Sometimes, we want to construct Pandas DataFrame from items in nested dictionary with Python.
In this article, we’ll look at how to construct Pandas DataFrame from items in nested dictionary with Python.
How to construct Pandas DataFrame from items in nested dictionary with Python?
To construct Pandas DataFrame from items in nested dictionary with Python, we can use dictionary comprehension to extract the values from the nested dicts.

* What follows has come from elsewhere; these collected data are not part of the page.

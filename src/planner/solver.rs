//! Per-batch shortest open path over a distance matrix.
//!
//! Every solver keeps the first node of the batch in place; it is either the
//! mount's own position or the last node of the previous batch.

use crate::angle::AzEl;

/// Cost of moving the mount between two poses.
pub trait TravelCost: Send + Sync {
    fn travel(&self, from: &AzEl, to: &AzEl) -> f64;
}

#[derive(Debug, Clone)]
pub struct DistanceMatrix {
    size: usize,
    data: Vec<f64>,
}

impl DistanceMatrix {
    pub fn build(points: &[AzEl], cost: &dyn TravelCost) -> Self {
        let size = points.len();
        let mut data = Vec::with_capacity(size * size);
        for from in points {
            for to in points {
                data.push(cost.travel(from, to));
            }
        }
        Self { size, data }
    }

    pub fn size(&self) -> usize {
        self.size
    }

    pub fn get(&self, i: usize, j: usize) -> f64 {
        self.data[i * self.size + j]
    }

    /// Sum of consecutive legs of `path`.
    pub fn path_length(&self, path: &[usize]) -> f64 {
        path.windows(2).map(|w| self.get(w[0], w[1])).sum()
    }
}

#[derive(Debug, Clone, PartialEq)]
pub struct Tour {
    pub order: Vec<usize>,
    pub length: f64,
}

pub trait Solver: Send + Sync {
    /// Orders `nodes` (matrix indices) into a short open path starting at
    /// `nodes[0]`.
    fn solve(&self, matrix: &DistanceMatrix, nodes: &[usize]) -> Tour;
}

/// Depth-first search over all orders with pruning on the best length so far.
#[derive(Debug, Default, Clone, Copy)]
pub struct ExactSolver;

impl ExactSolver {
    fn search(
        matrix: &DistanceMatrix,
        path: &mut Vec<usize>,
        rest: &mut Vec<usize>,
        length: f64,
        best: &mut Tour,
    ) {
        if length >= best.length {
            return;
        }
        if rest.is_empty() {
            best.order = path.clone();
            best.length = length;
            return;
        }
        for k in 0..rest.len() {
            let next = rest.swap_remove(k);
            let last = path[path.len() - 1];
            path.push(next);
            Self::search(matrix, path, rest, length + matrix.get(last, next), best);
            path.pop();
            rest.push(next);
            let end = rest.len() - 1;
            rest.swap(k, end);
        }
    }
}

impl Solver for ExactSolver {
    fn solve(&self, matrix: &DistanceMatrix, nodes: &[usize]) -> Tour {
        if nodes.len() <= 2 {
            return Tour {
                order: nodes.to_vec(),
                length: matrix.path_length(nodes),
            };
        }
        let mut best = Tour {
            order: nodes.to_vec(),
            length: f64::INFINITY,
        };
        let mut path = vec![nodes[0]];
        let mut rest = nodes[1..].to_vec();
        Self::search(matrix, &mut path, &mut rest, 0.0, &mut best);
        best
    }
}

/// Nearest neighbour construction followed by 2-opt until no move improves.
#[derive(Debug, Default, Clone, Copy)]
pub struct HeuristicSolver;

impl HeuristicSolver {
    fn nearest_neighbour(matrix: &DistanceMatrix, nodes: &[usize]) -> Vec<usize> {
        let mut order = vec![nodes[0]];
        let mut rest = nodes[1..].to_vec();
        while !rest.is_empty() {
            let last = order[order.len() - 1];
            let (k, _) = rest
                .iter()
                .enumerate()
                .map(|(k, &n)| (k, matrix.get(last, n)))
                .fold((0, f64::INFINITY), |acc, cur| if cur.1 < acc.1 { cur } else { acc });
            order.push(rest.remove(k));
        }
        order
    }

    fn two_opt(matrix: &DistanceMatrix, order: &mut [usize]) {
        let n = order.len();
        let mut length = matrix.path_length(order);
        let mut improved = true;
        while improved {
            improved = false;
            for i in 1..n.saturating_sub(1) {
                for j in i + 1..n {
                    order[i..=j].reverse();
                    let candidate = matrix.path_length(order);
                    if candidate + 1e-12 < length {
                        length = candidate;
                        improved = true;
                    } else {
                        order[i..=j].reverse();
                    }
                }
            }
        }
    }
}

impl Solver for HeuristicSolver {
    fn solve(&self, matrix: &DistanceMatrix, nodes: &[usize]) -> Tour {
        if nodes.is_empty() {
            return Tour {
                order: Vec::new(),
                length: 0.0,
            };
        }
        let mut order = Self::nearest_neighbour(matrix, nodes);
        Self::two_opt(matrix, &mut order);
        let length = matrix.path_length(&order);
        Tour { order, length }
    }
}

/// Exact up to `exact_limit` nodes, heuristic above.
#[derive(Debug, Clone, Copy)]
pub struct AutoSolver {
    pub exact_limit: usize,
}

impl Default for AutoSolver {
    fn default() -> Self {
        Self { exact_limit: 9 }
    }
}

impl Solver for AutoSolver {
    fn solve(&self, matrix: &DistanceMatrix, nodes: &[usize]) -> Tour {
        if nodes.len() <= self.exact_limit {
            ExactSolver.solve(matrix, nodes)
        } else {
            HeuristicSolver.solve(matrix, nodes)
        }
    }
}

And then we call from_dict
with the returned dictionary to create a data frame.
For instance, we write
user_dict = {
12: {
"Category 1": {"att_1": 1, "att_2": "whatever"},
"Category 2": {"att_1": 23, "att_2": "another"},
},
15: {
"Category 1": {"att_1": 10, "att_2": "foo"},
"Category 2": {"att_1": 30, "att_2": "bar"},
},
}
pd.DataFrame.from_dict(
{(i, j): user_dict[i][j] for i in user_dict.keys() for j in user_dict[i].keys()},
orient="index",
)
to call from_dict
with a dict that gets the values from the keys and values from each nested dict to create the data frame.
We gets the dict keys with the keys
method.
Conclusion
To construct Pandas DataFrame from items in nested dictionary with Python, we can use dictionary comprehension to extract the values from the nested dicts.
And then we call from_dict
with the returned dictionary to create a data frame.